7. The method according to claim 1, wherein, when a new sensor is added to said plurality of N sensors, said method further comprises:
adding a new mono-modal anomaly model for analyzing sensor data from said new sensor; and
initializing as 1 the weight factor of said new mono-modal anomaly model while adjusting as αi=αi*N/(N+1) the weight factors for other existing mono-modal anomaly models, with αi the weight factor of the ith sensor.
8. The method according to claim 1, wherein, when a given sensor of said plurality of N sensors is detected defective or associated with a mono-modal anomaly model detected unreliable, said method further comprises:
removing from the plurality of N mono-modal anomaly models the mono-modal anomaly model associated with said given sensor; and
adjusting the weight factors of the remaining Nā1 mono-modal anomaly models as αi=αi*N/(Nā1), with αi the weight factor of the ith sensor.
9. The method according to claim 1, wherein the machine learning system comprises a single multi-modal anomaly model, configured for:
computing a multi-modal anomaly prediction, based on the sensor data from the plurality of sensors; and
computing said anomaly prediction based on a comparison between said multi-modal anomaly prediction and a threshold;
and wherein adapting the at least one model based on the user feedback comprises adapting said single multi-modal anomaly model.
10. The method according to claim 9, wherein adapting said single multi-modal anomaly model comprises adapting said threshold.
11. The method according to claim 1, wherein adapting the at least one model based on the user feedback is not performed if a false detection rate is under a determined level.
12. The method according to claim 1, 10, wherein said method further comprises:
generating a supplemental set of training data based on the user feedback and the sensor data from the plurality of N sensors; and
re-training said at least one model with the supplemental set of training data.
13. (canceled)
14. A non-transitory computer-readable carrier medium having stored thereon a set of programming instructions that, when executed by at least one processor configured for learning at least one model from a set of training data, performs the steps of:
receiving sensor data from a plurality of N sensors;
computing an anomaly prediction based on the sensor data and the at least one model; and
if the anomaly prediction is an anomaly detection, sending an anomaly event containing said anomaly prediction;
receiving a user feedback belonging to the group comprising:
a user feedback indicating that the anomaly prediction contained in the anomaly event is correct;
a user feedback indicating that the anomaly prediction contained in the anomaly event is incorrect;
a user feedback indicating an absence of anomaly event, corresponding to an incorrect anomaly predicitoin; and
adapting the at least one model based on the user feedback.

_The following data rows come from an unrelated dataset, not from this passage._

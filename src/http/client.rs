//! HTTP client with rate-limit retries and token renewal
//!
//! Every request goes through one path:
//! - wait for the client-side pacer (if configured)
//! - attach the bearer token
//! - on 401, recover through the `AuthCoordinator` and replay once
//! - on 429, back off and retry the whole attempt

use super::rate_limit::{RateLimiter, RateLimiterConfig};
use crate::auth::AuthCoordinator;
use crate::error::{Error, Result};
use crate::retry::{parse_retry_after, RetryConfig, RetryPolicy};
use reqwest::header::{HeaderMap, RETRY_AFTER};
use reqwest::{Client, Method, Response, StatusCode};
use serde::de::DeserializeOwned;
use serde_json::Value;
use std::collections::HashMap;
use std::sync::atomic::{AtomicBool, Ordering};
use std::sync::Arc;
use std::time::Duration;
use tokio_util::sync::CancellationToken;
use tracing::debug;

/// Configuration for the HTTP client
#[derive(Debug, Clone)]
pub struct HttpClientConfig {
    /// Base URL for all requests
    pub base_url: Option<String>,
    /// Request timeout
    pub timeout: Duration,
    /// Rate-limit retry configuration
    pub retry: RetryConfig,
    /// Rate limiter configuration
    pub rate_limit: Option<RateLimiterConfig>,
    /// Default headers for all requests
    pub default_headers: HashMap<String, String>,
    /// User agent string
    pub user_agent: String,
}

impl Default for HttpClientConfig {
    fn default() -> Self {
        Self {
            base_url: None,
            timeout: Duration::from_secs(30),
            retry: RetryConfig::default(),
            rate_limit: None,
            default_headers: HashMap::new(),
            user_agent: format!("portal-client/{}", env!("CARGO_PKG_VERSION")),
        }
    }
}

impl HttpClientConfig {
    /// Create a new config builder
    pub fn builder() -> HttpClientConfigBuilder {
        HttpClientConfigBuilder::default()
    }
}

/// Builder for HTTP client config
#[derive(Default)]
pub struct HttpClientConfigBuilder {
    config: HttpClientConfig,
}

impl HttpClientConfigBuilder {
    /// Set the base URL
    pub fn base_url(mut self, url: impl Into<String>) -> Self {
        self.config.base_url = Some(url.into());
        self
    }

    /// Set the request timeout
    pub fn timeout(mut self, timeout: Duration) -> Self {
        self.config.timeout = timeout;
        self
    }

    /// Set max retries
    pub fn max_retries(mut self, retries: u32) -> Self {
        self.config.retry.max_retries = retries;
        self
    }

    /// Set backoff configuration
    pub fn backoff(mut self, base_delay: Duration, max_delay: Duration) -> Self {
        self.config.retry.base_delay = base_delay;
        self.config.retry.max_delay = max_delay;
        self
    }

    /// Set the whole retry configuration
    pub fn retry(mut self, retry: RetryConfig) -> Self {
        self.config.retry = retry;
        self
    }

    /// Set rate limiter
    pub fn rate_limit(mut self, config: RateLimiterConfig) -> Self {
        self.config.rate_limit = Some(config);
        self
    }

    /// Disable rate limiting
    pub fn no_rate_limit(mut self) -> Self {
        self.config.rate_limit = None;
        self
    }

    /// Add a default header
    pub fn header(mut self, key: impl Into<String>, value: impl Into<String>) -> Self {
        self.config.default_headers.insert(key.into(), value.into());
        self
    }

    /// Set user agent
    pub fn user_agent(mut self, agent: impl Into<String>) -> Self {
        self.config.user_agent = agent.into();
        self
    }

    /// Build the config
    pub fn build(self) -> HttpClientConfig {
        self.config
    }
}

/// Configuration for a single request
#[derive(Debug, Clone, Default)]
pub struct RequestConfig {
    /// Query parameters
    pub query: HashMap<String, String>,
    /// Request headers
    pub headers: HashMap<String, String>,
    /// Request body (JSON)
    pub body: Option<Value>,
    /// Override timeout for this request
    pub timeout: Option<Duration>,
    /// Override max retries for this request
    pub max_retries: Option<u32>,
    /// Abort signal for this request
    pub cancel: Option<CancellationToken>,
}

impl RequestConfig {
    /// Create a new request config
    pub fn new() -> Self {
        Self::default()
    }

    /// Add a query parameter
    #[must_use]
    pub fn query(mut self, key: impl Into<String>, value: impl Into<String>) -> Self {
        self.query.insert(key.into(), value.into());
        self
    }

    /// Add a header
    #[must_use]
    pub fn header(mut self, key: impl Into<String>, value: impl Into<String>) -> Self {
        self.headers.insert(key.into(), value.into());
        self
    }

    /// Set JSON body
    #[must_use]
    pub fn json(mut self, body: Value) -> Self {
        self.body = Some(body);
        self
    }

    /// Set timeout
    #[must_use]
    pub fn timeout(mut self, timeout: Duration) -> Self {
        self.timeout = Some(timeout);
        self
    }

    /// Set max retries
    #[must_use]
    pub fn retries(mut self, retries: u32) -> Self {
        self.max_retries = Some(retries);
        self
    }

    /// Abort the request when `token` is cancelled
    #[must_use]
    pub fn cancel_on(mut self, token: CancellationToken) -> Self {
        self.cancel = Some(token);
        self
    }

    pub(crate) fn is_canceled(&self) -> bool {
        self.cancel.as_ref().is_some_and(CancellationToken::is_cancelled)
    }
}

/// HTTP client with rate-limit retries and token renewal
pub struct HttpClient {
    client: Client,
    config: HttpClientConfig,
    auth: Option<Arc<AuthCoordinator>>,
    rate_limiter: Option<RateLimiter>,
    retry: RetryPolicy,
}

impl HttpClient {
    /// Create a new HTTP client with default configuration
    pub fn new() -> Result<Self> {
        Self::with_config(HttpClientConfig::default())
    }

    /// Create a new HTTP client with custom configuration
    pub fn with_config(config: HttpClientConfig) -> Result<Self> {
        let client = Client::builder()
            .timeout(config.timeout)
            .user_agent(&config.user_agent)
            .build()
            .map_err(|e| Error::config(format!("Failed to build HTTP client: {e}")))?;

        let rate_limiter = config.rate_limit.as_ref().map(RateLimiter::new);
        let retry = RetryPolicy::new(config.retry);

        Ok(Self {
            client,
            config,
            auth: None,
            rate_limiter,
            retry,
        })
    }

    /// Create a client that authenticates through `auth`
    pub fn with_auth(config: HttpClientConfig, auth: Arc<AuthCoordinator>) -> Result<Self> {
        let mut client = Self::with_config(config)?;
        client.auth = Some(auth);
        Ok(client)
    }

    /// Set the auth coordinator
    pub fn set_auth(&mut self, auth: Arc<AuthCoordinator>) {
        self.auth = Some(auth);
    }

    /// Get the auth coordinator
    pub fn auth(&self) -> Option<&Arc<AuthCoordinator>> {
        self.auth.as_ref()
    }

    /// Get the underlying reqwest client
    pub fn inner(&self) -> &Client {
        &self.client
    }

    /// Get the retry policy
    pub fn retry_policy(&self) -> &RetryPolicy {
        &self.retry
    }

    /// Make a GET request
    pub async fn get(&self, url: &str) -> Result<Response> {
        self.request(Method::GET, url, RequestConfig::default())
            .await
    }

    /// Make a GET request with config
    pub async fn get_with_config(&self, url: &str, config: RequestConfig) -> Result<Response> {
        self.request(Method::GET, url, config).await
    }

    /// Make a POST request
    pub async fn post(&self, url: &str, body: Value) -> Result<Response> {
        self.request(Method::POST, url, RequestConfig::default().json(body))
            .await
    }

    /// Make a PUT request
    pub async fn put(&self, url: &str, body: Value) -> Result<Response> {
        self.request(Method::PUT, url, RequestConfig::default().json(body))
            .await
    }

    /// Make a PATCH request
    pub async fn patch(&self, url: &str, body: Value) -> Result<Response> {
        self.request(Method::PATCH, url, RequestConfig::default().json(body))
            .await
    }

    /// Make a DELETE request
    pub async fn delete(&self, url: &str) -> Result<Response> {
        self.request(Method::DELETE, url, RequestConfig::default())
            .await
    }

    /// Perform a request with rate-limit retries and token renewal
    pub async fn request(
        &self,
        method: Method,
        url: &str,
        config: RequestConfig,
    ) -> Result<Response> {
        let full_url = self.build_url(url);
        let policy = match config.max_retries {
            Some(max_retries) => self.retry.with_max_retries(max_retries),
            None => self.retry.clone(),
        };

        // set once the request has been replayed after a renewal
        let replayed = AtomicBool::new(false);

        let method = &method;
        let full_url = full_url.as_str();
        let config = &config;
        let replayed = &replayed;
        policy
            .run_with_cancel(config.cancel.as_ref(), move || {
                self.attempt(method, full_url, config, replayed)
            })
            .await
    }

    /// One attempt: send, and on 401 renew and replay once
    async fn attempt(
        &self,
        method: &Method,
        url: &str,
        config: &RequestConfig,
        replayed: &AtomicBool,
    ) -> Result<Response> {
        let token = match &self.auth {
            Some(auth) => auth.bearer_token().await?,
            None => None,
        };

        match self.send(method, url, config, token.as_deref()).await {
            Err(err) if err.is_unauthorized() => {
                let Some(auth) = &self.auth else {
                    return Err(err);
                };
                if replayed.load(Ordering::SeqCst) {
                    return Err(err);
                }

                let token = auth.recover(url, err).await?;
                replayed.store(true, Ordering::SeqCst);

                if config.is_canceled() {
                    return Err(Error::Canceled);
                }
                debug!("Replaying {} {} with renewed token", method, url);
                self.send(method, url, config, Some(&token)).await
            }
            other => other,
        }
    }

    /// Send a single request and classify the response
    async fn send(
        &self,
        method: &Method,
        url: &str,
        config: &RequestConfig,
        token: Option<&str>,
    ) -> Result<Response> {
        if config.is_canceled() {
            return Err(Error::Canceled);
        }

        // Wait for rate limiter
        if let Some(ref limiter) = self.rate_limiter {
            limiter.wait().await;
        }

        // Build request
        let mut req = self.client.request(method.clone(), url);

        // Add default headers
        for (key, value) in &self.config.default_headers {
            req = req.header(key.as_str(), value.as_str());
        }

        // Add request-specific headers
        for (key, value) in &config.headers {
            req = req.header(key.as_str(), value.as_str());
        }

        // Add query parameters
        if !config.query.is_empty() {
            req = req.query(&config.query);
        }

        // Add body
        if let Some(ref body) = config.body {
            req = req.json(body);
        }

        let timeout = config.timeout.unwrap_or(self.config.timeout);
        req = req.timeout(timeout);

        if let Some(token) = token {
            req = req.bearer_auth(token);
        }

        debug!("Sending {} {}", method, url);
        let sent = match &config.cancel {
            Some(cancel) => tokio::select! {
                biased;
                () = cancel.cancelled() => return Err(Error::Canceled),
                sent = req.send() => sent,
            },
            None => req.send().await,
        };

        let response = match sent {
            Ok(response) => response,
            Err(e) if e.is_timeout() => {
                return Err(Error::Timeout {
                    timeout_ms: timeout.as_millis() as u64,
                });
            }
            Err(e) => return Err(Error::Http(e)),
        };

        let status = response.status();
        if status == StatusCode::TOO_MANY_REQUESTS {
            let retry_after = retry_after_from_headers(response.headers());
            let body = response.text().await.unwrap_or_default();
            return Err(Error::RateLimited { retry_after, body });
        }

        if status.is_client_error() || status.is_server_error() {
            let body = response.text().await.unwrap_or_default();
            return Err(Error::HttpStatus {
                status: status.as_u16(),
                body,
            });
        }

        debug!("Request succeeded: {} {}", method, url);
        Ok(response)
    }

    /// Make a request and parse JSON response
    pub async fn request_json<T: DeserializeOwned>(
        &self,
        method: Method,
        url: &str,
        config: RequestConfig,
    ) -> Result<T> {
        let response = self.request(method, url, config).await?;
        let json: T = response.json().await.map_err(Error::Http)?;
        Ok(json)
    }

    /// Make a GET request and parse JSON response
    pub async fn get_json<T: DeserializeOwned>(&self, url: &str) -> Result<T> {
        self.request_json(Method::GET, url, RequestConfig::default())
            .await
    }

    /// Check if rate limiting is enabled
    pub fn has_rate_limiter(&self) -> bool {
        self.rate_limiter.is_some()
    }

    /// Build full URL from path
    pub fn build_url(&self, path: &str) -> String {
        if path.starts_with("http://") || path.starts_with("https://") {
            return path.to_string();
        }

        match &self.config.base_url {
            Some(base) => join_url(base, path),
            None => path.to_string(),
        }
    }
}

impl std::fmt::Debug for HttpClient {
    fn fmt(&self, f: &mut std::fmt::Formatter<'_>) -> std::fmt::Result {
        f.debug_struct("HttpClient")
            .field("config", &self.config)
            .field("has_auth", &self.auth.is_some())
            .field("has_rate_limiter", &self.rate_limiter.is_some())
            .finish_non_exhaustive()
    }
}

/// Join a base URL and a path with exactly one slash between them
pub fn join_url(base: &str, path: &str) -> String {
    let base = base.trim_end_matches('/');
    let path = path.trim_start_matches('/');
    format!("{base}/{path}")
}

/// Extract the `Retry-After` hint from response headers
pub fn retry_after_from_headers(headers: &HeaderMap) -> Option<Duration> {
    headers
        .get(RETRY_AFTER)
        .and_then(|v| v.to_str().ok())
        .and_then(parse_retry_after)
}
//! Client configuration
//!
//! `PortalConfig` is loaded from YAML, every section optional, then
//! overridden from the environment. It converts into the runtime
//! `HttpClientConfig` and `AuthEndpoints`.

use crate::auth::{AuthEndpoints, CookieAttributes, DEFAULT_REFRESH_TTL_DAYS};
use crate::error::{Error, Result};
use crate::http::{join_url, HttpClientConfig, RateLimiterConfig};
use crate::retry::RetryConfig;
use crate::types::OptionStringExt;
use serde::{Deserialize, Serialize};
use std::path::{Path, PathBuf};
use std::time::Duration;

/// Environment variable overriding `base_url`
pub const ENV_BASE_URL: &str = "PORTAL_BASE_URL";

/// Environment variable overriding `credentials.path`
pub const ENV_CREDENTIALS_PATH: &str = "PORTAL_CREDENTIALS_PATH";

// ============================================================================
// Top-Level Config
// ============================================================================

/// Complete client configuration
#[derive(Debug, Clone, PartialEq, Serialize, Deserialize)]
#[serde(default)]
pub struct PortalConfig {
    /// Base URL of the portal API
    pub base_url: String,

    /// Request timeout in seconds
    pub timeout_secs: u64,

    /// User agent sent with every request
    pub user_agent: Option<String>,

    /// Rate-limit retry settings
    pub retry: RetryDef,

    /// Client-side pacing (disabled when absent)
    pub rate_limit: Option<RateLimiterConfig>,

    /// Auth endpoint paths
    pub auth: AuthDef,

    /// Credential persistence
    pub credentials: CredentialsDef,
}

impl Default for PortalConfig {
    fn default() -> Self {
        Self {
            base_url: "http://localhost:8000/api".to_string(),
            timeout_secs: 30,
            user_agent: None,
            retry: RetryDef::default(),
            rate_limit: None,
            auth: AuthDef::default(),
            credentials: CredentialsDef::default(),
        }
    }
}

// ============================================================================
// Sections
// ============================================================================

/// Retry settings as written in the config file
#[derive(Debug, Clone, Copy, PartialEq, Eq, Serialize, Deserialize)]
#[serde(default)]
pub struct RetryDef {
    /// Maximum retries after the first attempt
    pub max_retries: u32,
    /// Base backoff in milliseconds
    pub base_delay_ms: u64,
    /// Backoff cap in milliseconds
    pub max_delay_ms: u64,
}

impl Default for RetryDef {
    fn default() -> Self {
        let defaults = RetryConfig::default();
        Self {
            max_retries: defaults.max_retries,
            base_delay_ms: defaults.base_delay.as_millis() as u64,
            max_delay_ms: defaults.max_delay.as_millis() as u64,
        }
    }
}

impl From<RetryDef> for RetryConfig {
    fn from(def: RetryDef) -> Self {
        RetryConfig::new(
            def.max_retries,
            Duration::from_millis(def.base_delay_ms),
            Duration::from_millis(def.max_delay_ms),
        )
    }
}

/// Auth endpoint paths, relative to `base_url`
#[derive(Debug, Clone, PartialEq, Eq, Serialize, Deserialize)]
#[serde(default)]
pub struct AuthDef {
    /// Login endpoint
    pub login_path: String,
    /// Token renewal endpoint
    pub refresh_path: String,
}

impl Default for AuthDef {
    fn default() -> Self {
        Self {
            login_path: "/auth/login".to_string(),
            refresh_path: "/auth/refresh-token".to_string(),
        }
    }
}

/// Credential persistence settings
#[derive(Debug, Clone, PartialEq, Eq, Serialize, Deserialize)]
#[serde(default)]
pub struct CredentialsDef {
    /// File holding the tokens
    pub path: PathBuf,
    /// Production deployment (`Secure` cookies)
    pub secure: bool,
    /// Refresh token lifetime when the server sends none
    pub refresh_ttl_days: i64,
}

impl Default for CredentialsDef {
    fn default() -> Self {
        Self {
            path: PathBuf::from(".portal-credentials.json"),
            secure: true,
            refresh_ttl_days: DEFAULT_REFRESH_TTL_DAYS,
        }
    }
}

// ============================================================================
// Loading
// ============================================================================

impl PortalConfig {
    /// Parse a config from YAML
    pub fn from_yaml(yaml: &str) -> Result<Self> {
        let config: Self = serde_yaml::from_str(yaml)?;
        Ok(config)
    }

    /// Load config from an optional YAML file, then apply environment overrides
    pub fn load(path: Option<&Path>) -> Result<Self> {
        let mut config = match path {
            Some(path) => {
                let contents = std::fs::read_to_string(path).map_err(|e| {
                    Error::config(format!("Failed to read {}: {e}", path.display()))
                })?;
                Self::from_yaml(&contents)?
            }
            None => Self::default(),
        };

        config.apply_env(|key| std::env::var(key).ok());
        config.validate()?;
        Ok(config)
    }

    /// Apply overrides from a variable lookup
    pub fn apply_env<F>(&mut self, lookup: F)
    where
        F: Fn(&str) -> Option<String>,
    {
        if let Some(base_url) = lookup(ENV_BASE_URL).none_if_empty() {
            self.base_url = base_url;
        }
        if let Some(path) = lookup(ENV_CREDENTIALS_PATH).none_if_empty() {
            self.credentials.path = PathBuf::from(path);
        }
    }

    /// Reject values the client cannot work with
    pub fn validate(&self) -> Result<()> {
        if self.base_url.trim().is_empty() {
            return Err(Error::invalid_value("base_url", "must not be empty"));
        }
        url::Url::parse(&self.base_url)
            .map_err(|e| Error::invalid_value("base_url", e.to_string()))?;

        if self.timeout_secs == 0 {
            return Err(Error::invalid_value("timeout_secs", "must be positive"));
        }
        if self.retry.base_delay_ms > self.retry.max_delay_ms {
            return Err(Error::invalid_value(
                "retry.base_delay_ms",
                "must not exceed retry.max_delay_ms",
            ));
        }
        if self.credentials.refresh_ttl_days <= 0 {
            return Err(Error::invalid_value(
                "credentials.refresh_ttl_days",
                "must be positive",
            ));
        }
        Ok(())
    }

    /// Runtime HTTP client configuration
    pub fn http_config(&self) -> HttpClientConfig {
        let mut builder = HttpClientConfig::builder()
            .base_url(self.base_url.clone())
            .timeout(Duration::from_secs(self.timeout_secs))
            .retry(self.retry.into());

        builder = match &self.rate_limit {
            Some(rate_limit) => builder.rate_limit(rate_limit.clone()),
            None => builder.no_rate_limit(),
        };
        if let Some(agent) = &self.user_agent {
            builder = builder.user_agent(agent.clone());
        }
        builder.build()
    }

    /// Full login and renewal URLs
    pub fn auth_endpoints(&self) -> AuthEndpoints {
        AuthEndpoints::new(
            join_url(&self.base_url, &self.auth.login_path),
            join_url(&self.base_url, &self.auth.refresh_path),
        )
    }

    /// Refresh token lifetime
    pub fn refresh_ttl(&self) -> chrono::Duration {
        chrono::Duration::days(self.credentials.refresh_ttl_days)
    }

    /// Cookie attributes for rendering stored tokens
    pub fn cookie_attributes(&self) -> CookieAttributes {
        CookieAttributes::for_environment(self.credentials.secure)
    }
}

15. A device for detecting anomalies, said device comprising a reprogrammable or dedicated computation machine configured for implementing a machine learning system itself configured for:
learning at least one model from a set of training data;
receiving sensor data from a plurality of N sensors;
computing an anomaly prediction based on the sensor data and the at least one model; and
if the anomaly prediction is an anomaly detection, sending an anomaly event containing said anomaly prediction;
characterized in that said machine learning system is further configured for:
receiving a user feedback belonging to the group comprising:
a user feedback indicating that the anomaly prediction contained in the anomaly event is correct;
a user feedback indicating that the anomaly prediction contained in the anomaly event is incorrect;
a user feedback indicating an absence of anomaly event, corresponding to an incorrect anomaly prediction; and
adapting the at least one model based on the user feedback.